自身が新型コロナに感染し、テレワークで閣議を仕切るマクロン仏大統領=12月21日、パリ(AP)
自身が新型コロナに感染し、テレワークで閣議を仕切るマクロン仏大統領=12月21日、パリ(AP)

 昨年12月、中国・武漢で新型コロナウイルスの「初症例」が確認されて1年。世界の感染死者数は170万人を超え、2020年、コロナは市民生活のみならず国際政治をも翻弄して変容させた。仏メディアは、コロナ対応で加盟国が内向きになった欧州連合(EU)の無秩序を嘆き、民主主義の脆弱(ぜいじゃく)さを露呈したとして警鐘を鳴らした。世界最悪の感染拡大に見舞われた米国では、一貫性のないメッセージを発し続けたトランプ政権をメディアが厳しく責めた。

≪ポイント≫

 ・教訓生かせず再び「無秩序」に陥ったEU

 ・欧州が望みを託すワクチン接種の広がり

 ・第二次大戦の戦死者を超す米国の死者数

 ・脅威を軽視したトランプ政権に重大責任

フランス 世界秩序の支配力失った欧米

 年末の欧州は、英国での変異種ウイルス出現で大わらわになった。EU加盟国は20日、相次いで英国からの入国禁止を宣言し、協調行動ができなかった。

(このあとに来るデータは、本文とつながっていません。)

/// `operator <op>(...)`: an operator overload, named by its spelling.
pub fn parse_operator_decl_stmt(
    parser: &mut Parser,
    decorations: Decorations,
) -> Result<Stmt, Error> {
    let start = parser.advance()?;
    let token = parser.current_token()?.clone();
    if operator_entry(&token).is_none() && token.kind != TokenKind::IncDec {
        return Err(Error::new(
            ErrorImpl::UnexpectedTokenDetailed {
                token: token.to_string(),
                message: String::from("expected the operator being defined"),
            },
            token.line,
        ));
    }
    parser.advance()?;
    parse_function_signature(parser, decorations, FunctionName::Operator(token.value), start.line)
}

/// Whether the signature starting at the `(` in front is followed by a body:
/// skips the parameter group, an optional `-> Type` and any line breaks, then
/// checks for `{`.
fn signature_has_body(parser: &mut Parser) -> Result<bool, Error> {
    let buffer = parser.buffer();
    if buffer.peek_kind(0)? != TokenKind::OpenParen {
        return Ok(false);
    }

    let mut offset = buffer.group_len(0)?;
    if buffer.peek_kind(offset)? == TokenKind::Arrow {
        offset += 1;
        match buffer.primary_len(offset)? {
            Some(len) => offset += len,
            None => return Ok(false),
        }
    }
    while buffer.peek_kind(offset)? == TokenKind::Newline {
        offset += 1;
    }
    Ok(buffer.peek_kind(offset)? == TokenKind::OpenCurly)
}

fn parse_function_signature(
    parser: &mut Parser,
    decorations: Decorations,
    name: FunctionName,
    line: LineInfo,
) -> Result<Stmt, Error> {
    let has_body = signature_has_body(parser)?;
    debug!(function = ?name, has_body, line = line.number, "function declaration");

    parser.expect(TokenKind::OpenParen)?;
    let parameters = parser.in_brackets(|parser| {
        parse_sequence(parser, TokenKind::CloseParen, parse_parameter)
    })?;

    let return_type = if parser.current_token_kind()? == TokenKind::Arrow {
        parser.advance()?;
        Some(parse_type(parser)?)
    } else {
        None
    };

    let body = if has_body {
        Some(parse_block(parser)?)
    } else {
        None
    };

    Ok(Stmt::new(
        StmtKind::Function(FunctionDecl {
            decorations,
            name,
            parameters,
            return_type,
            body,
        }),
        line,
    ))
}

fn parse_parameter(parser: &mut Parser) -> Result<Parameter, Error> {
    let ty = parse_type(parser)?;
    let name = parser.expect_name("a parameter name")?;
    let default = if parser.current_token_kind()? == TokenKind::Assign {
        parser.advance()?;
        Some(parse_expr(parser)?)
    } else {
        None
    };
    Ok(Parameter { ty, name, default })
}

// CONTROL FLOW

pub fn parse_if_stmt(parser: &mut Parser, _decorations: Decorations) -> Result<Stmt, Error> {
    let start = parser.advance()?;
    let condition = parse_expr(parser)?;
    let mut branches = vec![(condition, parse_block(parser)?)];
    let mut otherwise = None;

    // `else` has to follow the `}` on the same line.
    while parser.at_keyword(Keyword::Else)? {
        parser.advance()?;
        if parser.at_keyword(Keyword::If)? {
            parser.advance()?;
            let condition = parse_expr(parser)?;
            branches.push((condition, parse_block(parser)?));
        } else {
            otherwise = Some(parse_block(parser)?);
            break;
        }
    }

    Ok(Stmt::new(
        StmtKind::If {
            branches,
            otherwise,
        },
        start.line,
    ))
}

pub fn parse_while_stmt(parser: &mut Parser, _decorations: Decorations) -> Result<Stmt, Error> {
    let start = parser.advance()?;
    let condition = parse_expr(parser)?;
    let body = parse_block(parser)?;
    Ok(Stmt::new(StmtKind::While { condition, body }, start.line))
}

pub fn parse_for_stmt(parser: &mut Parser, _decorations: Decorations) -> Result<Stmt, Error> {
    let start = parser.advance()?;
    let variable = parser.expect_name("a loop variable")?;
    parser.expect_keyword(Keyword::In)?;
    let iterable = parse_expr(parser)?;
    let body = parse_block(parser)?;

    Ok(Stmt::new(
        StmtKind::For {
            variable,
            iterable,
            body,
        },
        start.line,
    ))
}

pub fn parse_return_stmt(parser: &mut Parser, _decorations: Decorations) -> Result<Stmt, Error> {
    let start = parser.advance()?;
    let values = if is_statement_end(parser.current_token()?) {
        Vec::new()
    } else {
        parse_expr_list(parser)?
    };
    Ok(Stmt::new(StmtKind::Return(values), start.line))
}

pub fn parse_break_stmt(parser: &mut Parser, _decorations: Decorations) -> Result<Stmt, Error> {
    let start = parser.advance()?;
    Ok(Stmt::new(StmtKind::Break, start.line))
}
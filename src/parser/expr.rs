//! Expression parsing.
//!
//! Operators are resolved by precedence climbing over an explicit stack of
//! partially built operator frames rather than by recursion. The parser
//! alternates between two positions:
//!
//! - expecting an operand, where an operator spelling is read as prefix
//!   (`-x`, `not x`) and anything else must start an atom;
//! - after an operand, where the same spelling is read as infix or postfix.
//!
//! Pushing an infix operator first folds every frame on the stack that binds
//! at least as tightly. When the frame it reaches has the very same operator,
//! the operand joins that frame instead, so `a + b + c` becomes one node with
//! three operands. A token that cannot continue the expression ends it.

use std::{iter::Peekable, str::Chars};

use tracing::trace;

use crate::{
    ast::expressions::{Argument, Expr, ExprKind, FormatPart, Literal},
    errors::errors::{Error, ErrorImpl},
    lexer::{
        lexer::{unescape, Lexer},
        tokens::{Keyword, Token, TokenKind},
    },
    LineInfo, MK_TOKEN,
};

use super::{
    lookups::{operator_entry, Fixity, OperatorInfo},
    parser::Parser,
    types::parse_type,
};

/// A partially built operator node waiting for its last operand.
struct Frame {
    info: OperatorInfo,
    line: LineInfo,
    operands: Vec<Expr>,
}
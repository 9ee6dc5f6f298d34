//! Parser module for building the syntax tree of one file.
//!
//! Tokens flow from the lexer into a lookahead buffer backed by a growable
//! ring buffer. On top of it:
//!
//! - the statement dispatcher classifies each line by its first token and,
//!   for lines starting with a name, by structural lookahead
//! - the expression parser resolves operators by precedence climbing over an
//!   explicit stack, flattening runs of the same operator into n-ary nodes
//! - the type parser reads dotted, optionally generic type references
//!
//! Parsing is all-or-nothing: the first error ends it.

pub mod expr;
pub mod lookahead;
pub mod lookups;
pub mod parser;
pub mod ring_buffer;
pub mod stmt;
pub mod types;
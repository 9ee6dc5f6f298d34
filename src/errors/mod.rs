//! Error types and error handling for the front end.
//!
//! Every error carries the `LineInfo` of the token that was current when it
//! was raised, so it can surface from any nesting depth with a precise line,
//! column and source text. Errors are split into two categories:
//!
//! - syntax errors: the source is malformed
//! - internal errors: an invariant of the parser itself was violated

pub mod errors;
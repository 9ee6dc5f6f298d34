//! Type reference parsing.
//!
//! A type is a dotted name with optional bracketed arguments:
//!
//! - `Int`
//! - `io.File`
//! - `Map[String, List[Int]]`

use crate::{ast::types::TypeRef, errors::errors::Error, lexer::tokens::TokenKind};

use super::parser::Parser;

pub fn parse_type(parser: &mut Parser) -> Result<TypeRef, Error> {
    let line = parser.get_position()?;
    let mut path = vec![parser.expect_name("a type name")?];

    while parser.current_token_kind()? == TokenKind::Dot {
        parser.advance()?;
        path.push(parser.expect_name("a type name")?);
    }

    let mut arguments = Vec::new();
    if parser.current_token_kind()? == TokenKind::OpenBracket {
        parser.advance()?;
        arguments = parser.in_brackets(|parser| {
            let mut arguments = vec![parse_type(parser)?];
            while parser.current_token_kind()? == TokenKind::Comma {
                parser.advance()?;
                arguments.push(parse_type(parser)?);
            }
            parser.expect(TokenKind::CloseBracket)?;
            Ok(arguments)
        })?;
    }

    Ok(TypeRef {
        path,
        arguments,
        line,
    })
}
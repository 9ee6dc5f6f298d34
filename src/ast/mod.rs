/// AST (Abstract Syntax Tree) module
/// Contains all definitions related to the AST structure
///
/// Submodules:
/// - ast: the per-file `Module`
/// - expressions: expression nodes and the operator catalogue
/// - statements: statement and declaration nodes
/// - types: type references written in declarations and signatures
pub mod ast;
pub mod expressions;
pub mod statements;
pub mod types;
//! Request relay between the inbound channel and the processing module.
//!
//! Per request: `Received -> {Dropped | Processing -> Progress* -> {Result | Error}}`.
//! A well-formed request always ends in exactly one `Result` or `Error`;
//! a malformed one is logged and never answered.

use std::panic::AssertUnwindSafe;
use std::sync::Arc;

use futures_util::FutureExt;
use log::{debug, info, warn};
use thiserror::Error;
use transcode_worker_types::{InboundMessage, Response, TranscodeOutput};

use super::init_state::{InitCell, InitPhase};
use super::progress::ProgressReporter;
use super::sink::ResponseSink;
use super::transcoder::{panic_message, LoadError, ModuleLoader, TranscodeError, Transcoder};

/// How much of an unexpected message ends up in the log.
const UNEXPECTED_PREVIEW_CHARS: usize = 120;

#[derive(Debug, Error)]
pub enum GatewayError {
    #[error("module initialization failed: {0}")]
    Init(LoadError),
    #[error(transparent)]
    Transcode(#[from] TranscodeError),
    #[error("transcode panicked: {0}")]
    Panicked(String),
}

/// Terminal state of one inbound message.
#[derive(Debug, Clone, Copy, PartialEq, Eq)]
pub enum RequestOutcome {
    /// Not a buffer. Nothing was sent.
    Dropped,
    /// A `Result` was sent.
    Completed,
    /// An `Error` was sent.
    Failed,
}

/// Owns the lazily loaded module and relays requests to it.
pub struct Gateway<L: ModuleLoader> {
    loader: Arc<L>,
    module: InitCell<L::Module>,
    sink: Arc<dyn ResponseSink>,
    dedupe_progress: bool,
}

impl<L: ModuleLoader> std::fmt::Debug for Gateway<L> {
    fn fmt(&self, f: &mut std::fmt::Formatter<'_>) -> std::fmt::Result {
        f.debug_struct("Gateway")
            .field("module", &self.module)
            .field("dedupe_progress", &self.dedupe_progress)
            .finish_non_exhaustive()
    }
}

impl<L: ModuleLoader> Gateway<L> {
    pub fn new(loader: L, sink: Arc<dyn ResponseSink>) -> Self {
        Self {
            loader: Arc::new(loader),
            module: InitCell::new(),
            sink,
            dedupe_progress: true,
        }
    }

    pub fn with_progress_dedupe(mut self, dedupe: bool) -> Self {
        self.dedupe_progress = dedupe;
        self
    }

    pub fn init_phase(&self) -> InitPhase {
        self.module.phase()
    }

    /// Number of module loads started so far. Never more than one.
    pub fn load_attempts(&self) -> usize {
        self.module.attempts()
    }

    /// Load the module if nobody has yet, or wait for the load in flight.
    pub async fn ensure_ready(&self) -> Result<Arc<L::Module>, GatewayError> {
        let loader = self.loader.clone();
        self.module
            .get_or_init(move || async move {
                info!("[GATEWAY] Loading processing module");
                let loaded = loader.load().await;
                if loaded.is_ok() {
                    info!("[GATEWAY] Processing module ready");
                }
                loaded
            })
            .await
            .map_err(GatewayError::Init)
    }

    /// Handle one inbound message.
    pub async fn handle_request(&self, message: InboundMessage) -> RequestOutcome {
        let input = match message {
            InboundMessage::Buffer(input) => input,
            InboundMessage::Unexpected(raw) => {
                warn!("[GATEWAY] received unexpected message: {}", preview(&raw));
                return RequestOutcome::Dropped;
            }
        };

        let input_len = input.len();
        debug!("[GATEWAY] Request received ({input_len} bytes)");

        let result = AssertUnwindSafe(self.process(input))
            .catch_unwind()
            .await
            .unwrap_or_else(|panic| Err(GatewayError::Panicked(panic_message(&*panic))));

        match result {
            Ok(output) => {
                info!(
                    "[GATEWAY] Request done: {input_len} bytes in, {} bytes out as {}",
                    output.data.len(),
                    output.filename
                );
                self.sink.post(Response::Result(output));
                RequestOutcome::Completed
            }
            Err(e) => {
                warn!("[GATEWAY] Request failed: {e}");
                self.sink.post(Response::Error(e.to_string()));
                RequestOutcome::Failed
            }
        }
    }

    async fn process(&self, input: Box<[u8]>) -> Result<TranscodeOutput, GatewayError> {
        let module = self.ensure_ready().await?;
        let progress = ProgressReporter::new(self.sink.clone()).with_dedupe(self.dedupe_progress);
        Ok(module.transcode(input, progress).await?)
    }
}

fn preview(raw: &str) -> String {
    let mut chars = raw.chars();
    let head: String = chars.by_ref().take(UNEXPECTED_PREVIEW_CHARS).collect();
    if chars.next().is_some() {
        format!("{head}...")
    } else {
        head
    }
}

 フランス紙ルモンドは22日付社説で、EUが今年1年の教訓を生かせなかったと嘆いた。「指導者たちは過去の失敗から学び、力を合わせるようになり、感染対策は前進したはずだった」。EUは今春、イタリアで初の集団感染が発覚した際、バラバラに国境閉鎖した反省から、感染対策の連携を目指したのに、またも「ひどい無秩序」に陥ったと指摘した。

 ルモンドは、EU各国が「(都市封鎖という)強制措置をとりながら、個人の自由を尊重する」という2つの重要課題の狭間(はざま)で揺れ動いた1年を振り返り、「失敗は明らか」と論じた。第1波でドイツは連邦制の柔軟性を生かして感染抑制の「優等生」となり、スウェーデンは国民の自主性を重視して集団免疫を目指したが、第2波で両国はともに感染急増に歯止めがかからない。ルモンドは、欧州にとって「ワクチンは希望の光」だと位置づけ、接種の広がりに望みを託した。

 21日付仏紙フィガロは「ひどい1年の教訓と希望」と題した論説を掲載した。新型コロナの被害が特に米欧で深刻化したことに触れ、「民主主義の脆弱(ぜいじゃく)さを無残にあぶり出した。米欧は疫病を抑え込めず、世界秩序を支配する力も失った」と危機感を示した。

 明るい材料としては、医学史上、未曽有のスピードでワクチンが開発されたことを挙げた。経済のデジタル化、地球温暖化対策の進展は「21世紀の資本主義を決定づける2つの革命」だと位置付けた。

 フィガロによれば、EUにとって大きな前進は、危機克服のために債務を共有する7500億ユーロ(約93兆円)の復興基金設立。さらに、「GAFA」と呼ばれる巨大IT企業に対するデジタル規制だ。「資本主義や民主主義再建に向け、教訓は明らか。危機脱却に必要なのは、規制されたグローバル化の実現だ」として、国際社会の新たな連携を探るべきだと訴えた。ポピュリズム(大衆迎合主義)に揺れたEUへの教訓でもある。

 20日仏紙パリジャンの社説は、新型コロナでジスカールデスタン元大統領やデザイナーの高田賢三さんらが感染死したことを振り返った。「新型コロナ危機は、1989年のベルリンの壁崩壊や2001年の米中枢同時テロ以上に注目を集める歴史的事件になった」と論評した。